• Work task:
Every entry is to be set down a second time, precisely as written.

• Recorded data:

※

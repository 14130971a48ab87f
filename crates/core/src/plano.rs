//! Teaching plan (plano de ensino) lifecycle.
//!
//! ```text
//! RASCUNHO --submeter--> SUBMETIDO --aprovar--> APROVADO
//!    ^                       |
//!    |                    rejeitar
//!    +----editar---- REJEITADO
//! ```
//!
//! Only an approved plan unlocks assessments, grades, lesson logging and
//! attendance for its disciplina/turma.

use crate::RuleError;

text_enum! {
    pub enum PlanoStatus {
        Rascunho => "RASCUNHO",
        Submetido => "SUBMETIDO",
        Aprovado => "APROVADO",
        Rejeitado => "REJEITADO",
    }
}

#[derive(Debug, Clone, Copy, PartialEq, Eq)]
pub enum PlanoAcao {
    Editar,
    Submeter,
    Aprovar,
    Rejeitar,
}

impl PlanoAcao {
    fn as_str(&self) -> &'static str {
        match self {
            Self::Editar => "edit plan",
            Self::Submeter => "submit plan",
            Self::Aprovar => "approve plan",
            Self::Rejeitar => "reject plan",
        }
    }
}

impl PlanoStatus {
    /// Status after applying `acao`, or the reason it is not allowed.
    pub fn transition(self, acao: PlanoAcao) -> Result<PlanoStatus, RuleError> {
        use PlanoAcao::*;
        use PlanoStatus::*;
        match (self, acao) {
            (Rascunho | Rejeitado, Editar) => Ok(Rascunho),
            (Rascunho, Submeter) => Ok(Submetido),
            (Submetido, Aprovar) => Ok(Aprovado),
            (Submetido, Rejeitar) => Ok(Rejeitado),
            (state, acao) => Err(RuleError::InvalidTransition {
                action: acao.as_str(),
                state: format!("plan is {state}"),
            }),
        }
    }

    /// Gate for everything recorded against a plan.
    pub fn ensure_aprovado(self) -> Result<(), RuleError> {
        if self == PlanoStatus::Aprovado {
            Ok(())
        } else {
            Err(RuleError::precondition(format!(
                "teaching plan must be APROVADO (currently {self})"
            )))
        }
    }
}

/// Submission needs a workload and at least one planned lesson.
pub fn check_submissao(carga_horaria_total: i64, aulas_planeadas: usize) -> Result<(), RuleError> {
    if carga_horaria_total <= 0 {
        return Err(RuleError::precondition(
            "carga_horaria_total must be set before submitting",
        ));
    }
    if aulas_planeadas == 0 {
        return Err(RuleError::precondition(
            "plan needs at least one planned lesson before submitting",
        ));
    }
    Ok(())
}

pub fn validate_motivo(motivo: &str) -> Result<String, RuleError> {
    let motivo = motivo.trim();
    if motivo.is_empty() {
        return Err(RuleError::invalid("motivo", "must not be empty"));
    }
    Ok(motivo.to_string())
}

#[cfg(test)]
mod tests {
    use super::*;

    #[test]
    fn happy_path() {
        let s = PlanoStatus::Rascunho;
        let s = s.transition(PlanoAcao::Submeter).unwrap();
        assert_eq!(s, PlanoStatus::Submetido);
        let s = s.transition(PlanoAcao::Aprovar).unwrap();
        assert_eq!(s, PlanoStatus::Aprovado);
        assert!(s.ensure_aprovado().is_ok());
    }

    #[test]
    fn rejected_plan_returns_to_draft_on_edit() {
        let s = PlanoStatus::Submetido.transition(PlanoAcao::Rejeitar).unwrap();
        assert_eq!(s, PlanoStatus::Rejeitado);
        assert_eq!(s.transition(PlanoAcao::Editar).unwrap(), PlanoStatus::Rascunho);
    }

    #[test]
    fn approved_and_submitted_are_read_only() {
        assert!(PlanoStatus::Aprovado.transition(PlanoAcao::Editar).is_err());
        assert!(PlanoStatus::Submetido.transition(PlanoAcao::Editar).is_err());
    }

    #[test]
    fn cannot_skip_submission() {
        let err = PlanoStatus::Rascunho.transition(PlanoAcao::Aprovar).unwrap_err();
        assert_eq!(err.to_string(), "cannot approve plan while plan is RASCUNHO");
    }

    #[test]
    fn gate_blocks_unapproved() {
        for s in [PlanoStatus::Rascunho, PlanoStatus::Submetido, PlanoStatus::Rejeitado] {
            assert!(s.ensure_aprovado().is_err());
        }
    }

    #[test]
    fn submission_requirements() {
        assert!(check_submissao(0, 3).is_err());
        assert!(check_submissao(60, 0).is_err());
        assert!(check_submissao(60, 1).is_ok());
    }
}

※

• Response:
repository 14130971a48ab87f
filename crates/core/src/plano.rs
//! Teaching plan (plano de ensino) lifecycle.
//!
//! ```text
//! RASCUNHO --submeter--> SUBMETIDO --aprovar--> APROVADO
//!    ^                       |
//!    |                    rejeitar
//!    +----editar---- REJEITADO
//! ```
//!
//! Only an approved plan unlocks assessments, grades, lesson logging and
//! attendance for its disciplina/turma.

use crate::RuleError;

text_enum! {
    pub enum PlanoStatus {
        Rascunho => "RASCUNHO",
        Submetido => "SUBMETIDO",
        Aprovado => "APROVADO",
        Rejeitado => "REJEITADO",
    }
}

#[derive(Debug, Clone, Copy, PartialEq, Eq)]
pub enum PlanoAcao {
    Editar,
    Submeter,
    Aprovar,
    Rejeitar,
}

impl PlanoAcao {
    fn as_str(&self) -> &'static str {
        match self {
            Self::Editar => "edit plan",
            Self::Submeter => "submit plan",
            Self::Aprovar => "approve plan",
            Self::Rejeitar => "reject plan",
        }
    }
}

impl PlanoStatus {
    /// Status after applying `acao`, or the reason it is not allowed.
    pub fn transition(self, acao: PlanoAcao) -> Result<PlanoStatus, RuleError> {
        use PlanoAcao::*;
        use PlanoStatus::*;
        match (self, acao) {
            (Rascunho | Rejeitado, Editar) => Ok(Rascunho),
            (Rascunho, Submeter) => Ok(Submetido),
            (Submetido, Aprovar) => Ok(Aprovado),
            (Submetido, Rejeitar) => Ok(Rejeitado),
            (state, acao) => Err(RuleError::InvalidTransition {
                action: acao.as_str(),
                state: format!("plan is {state}"),
            }),
        }
    }

    /// Gate for everything recorded against a plan.
    pub fn ensure_aprovado(self) -> Result<(), RuleError> {
        if self == PlanoStatus::Aprovado {
            Ok(())
        } else {
            Err(RuleError::precondition(format!(
                "teaching plan must be APROVADO (currently {self})"
            )))
        }
    }
}

/// Submission needs a workload and at least one planned lesson.
pub fn check_submissao(carga_horaria_total: i64, aulas_planeadas: usize) -> Result<(), RuleError> {
    if carga_horaria_total <= 0 {
        return Err(RuleError::precondition(
            "carga_horaria_total must be set before submitting",
        ));
    }
    if aulas_planeadas == 0 {
        return Err(RuleError::precondition(
            "plan needs at least one planned lesson before submitting",
        ));
    }
    Ok(())
}

pub fn validate_motivo(motivo: &str) -> Result<String, RuleError> {
    let motivo = motivo.trim();
    if motivo.is_empty() {
        return Err(RuleError::invalid("motivo", "must not be empty"));
    }
    Ok(motivo.to_string())
}

#[cfg(test)]
mod tests {
    use super::*;

    #[test]
    fn happy_path() {
        let s = PlanoStatus::Rascunho;
        let s = s.transition(PlanoAcao::Submeter).unwrap();
        assert_eq!(s, PlanoStatus::Submetido);
        let s = s.transition(PlanoAcao::Aprovar).unwrap();
        assert_eq!(s, PlanoStatus::Aprovado);
        assert!(s.ensure_aprovado().is_ok());
    }

    #[test]
    fn rejected_plan_returns_to_draft_on_edit() {
        let s = PlanoStatus::Submetido.transition(PlanoAcao::Rejeitar).unwrap();
        assert_eq!(s, PlanoStatus::Rejeitado);
        assert_eq!(s.transition(PlanoAcao::Editar).unwrap(), PlanoStatus::Rascunho);
    }

    #[test]
    fn approved_and_submitted_are_read_only() {
        assert!(PlanoStatus::Aprovado.transition(PlanoAcao::Editar).is_err());
        assert!(PlanoStatus::Submetido.transition(PlanoAcao::Editar).is_err());
    }

    #[test]
    fn cannot_skip_submission() {
        let err = PlanoStatus::Rascunho.transition(PlanoAcao::Aprovar).unwrap_err();
        assert_eq!(err.to_string(), "cannot approve plan while plan is RASCUNHO");
    }

    #[test]
    fn gate_blocks_unapproved() {
        for s in [PlanoStatus::Rascunho, PlanoStatus::Submetido, PlanoStatus::Rejeitado] {
            assert!(s.ensure_aprovado().is_err());
        }
    }

    #[test]
    fn submission_requirements() {
        assert!(check_submissao(0, 3).is_err());
        assert!(check_submissao(60, 0).is_err());
        assert!(check_submissao(60, 1).is_ok());
    }
}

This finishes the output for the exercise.